Previously, it was thought Khamenei’s protégé, hard-line President Ebrahim Raisi, may try to take the mantle. However, he was killed in a May 2024 helicopter crash. That has left one of Khamenei’s sons, Mojtaba, a 56-year-old Shiite cleric, as a potential candidate, though he has never held government office. But a father-to-son transfer in the case of a supreme leader could spark anger, not only among Iranians already critical of clerical rule, but also among supporters of the system. Some may see it as un-Islamic and in line with creating a new, religious dynasty after the 1979 collapse of the US-backed Shah Mohammad Reza Pahlavi’s government.
A transition like this has happened only once before
There has been only one other transfer of power in the office of supreme leader of Iran, the paramount decision-maker since the country’s 1979 Islamic Revolution.
In 1989, Grand Ayatollah Ruhollah Khomeini died at age 86 after being the figurehead of the revolution and leading Iran through its bloody eight-year war with Iraq. This transition now comes after Israel launched a 12-day war against Iran in June 2025 as well.
The vast powers of a supreme leader
The supreme leader is at the heart of Iran’s complex power-sharing Shiite theocracy and has final say over all matters of state.

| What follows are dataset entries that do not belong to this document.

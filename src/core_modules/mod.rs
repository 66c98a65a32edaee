pub mod cluster_builder;
pub mod histogram;
pub mod mask;
pub mod patch;
pub mod preprocess;
pub mod window;
pub mod window_locator;
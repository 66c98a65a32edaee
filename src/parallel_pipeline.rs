// THEORY:
// Every stage of the patch pipeline is a pure function of one frame, so batches
// parallelise cleanly at frame granularity (and the histogram stage at patch
// granularity). The `ParallelPipeline` exploits that without touching the
// algorithms themselves: each unit of work runs the ordinary sequential code on
// tokio's blocking pool, and a semaphore sized to the machine caps how many run
// at once.
//
// Results always come back in input order, independent of which worker finished
// first, and one failing frame does not poison the rest of the batch.

use crate::core_modules::histogram::{OrientationHistogram, compute_orientation_histogram};
use crate::core_modules::patch::extract_patch;
use crate::core_modules::preprocess::{ChannelDifferencePreprocessor, MaskPreprocessor};
use crate::core_modules::window::Window;
use crate::error::{PatchError, Result};
use crate::pipeline::{PatchPipeline, PatchReport, PipelineConfig};
use futures::future::join_all;
use image::{GrayImage, RgbImage};
use std::sync::Arc;
use tokio::sync::Semaphore;

pub struct ParallelPipeline<P = ChannelDifferencePreprocessor> {
    pipeline: Arc<PatchPipeline<P>>,
    permits: Arc<Semaphore>,
    workers: usize,
}

impl ParallelPipeline<ChannelDifferencePreprocessor> {
    /// One worker per logical CPU.
    pub fn new(config: PipelineConfig) -> Result<Self> {
        Ok(Self::from_pipeline(PatchPipeline::new(config)?, num_cpus::get()))
    }
}

impl<P> ParallelPipeline<P>
where
    P: MaskPreprocessor + Send + Sync + 'static,
{
    pub fn from_pipeline(pipeline: PatchPipeline<P>, workers: usize) -> Self {
        let workers = workers.max(1);
        Self {
            pipeline: Arc::new(pipeline),
            permits: Arc::new(Semaphore::new(workers)),
            workers,
        }
    }

    pub fn workers(&self) -> usize {
        self.workers
    }

    pub fn pipeline(&self) -> &PatchPipeline<P> {
        &self.pipeline
    }

    /// Processes every frame, returning one result per frame in input order.
    pub async fn process_images(&self, images: Vec<RgbImage>) -> Vec<Result<PatchReport>> {
        log::debug!(
            "processing {} frames on {} workers",
            images.len(),
            self.workers
        );
        let jobs = images.into_iter().enumerate().map(|(index, image)| {
            let pipeline = Arc::clone(&self.pipeline);
            self.run_blocking(move || {
                log::trace!("frame {} started", index);
                pipeline.process(&image)
            })
        });
        join_all(jobs).await
    }

    /// Computes one histogram per window over `gray`, in window order.
    pub async fn histograms(
        &self,
        gray: Arc<GrayImage>,
        windows: &[Window],
    ) -> Result<Vec<OrientationHistogram>> {
        let bin_size = self.pipeline.config().bin_size;
        let jobs = windows.iter().copied().map(|window| {
            let gray = Arc::clone(&gray);
            self.run_blocking(move || {
                let patch = extract_patch(gray.as_ref(), &window)?;
                compute_orientation_histogram(&patch, bin_size)
            })
        });
        join_all(jobs).await.into_iter().collect()
    }

    async fn run_blocking<T, F>(&self, job: F) -> Result<T>
    where
        F: FnOnce() -> Result<T> + Send + 'static,
        T: Send + 'static,
    {
        let _permit = Arc::clone(&self.permits)
            .acquire_owned()
            .await
            .map_err(|e| PatchError::WorkerFailed(e.to_string()))?;
        tokio::task::spawn_blocking(job)
            .await
            .map_err(|e| PatchError::WorkerFailed(e.to_string()))?
    }
}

He also serves as the commander-in-chief of the country’s military and the powerful Revolutionary Guard, a paramilitary force that the United States designated a terrorist organization in 2019 and which Khamenei empowered during his rule. The Guard, which has led the self-described “Axis of Resistance,” a series of militant groups and allies across the Middle East meant to counter the US and Israel, also has extensive wealth and holdings in Iran.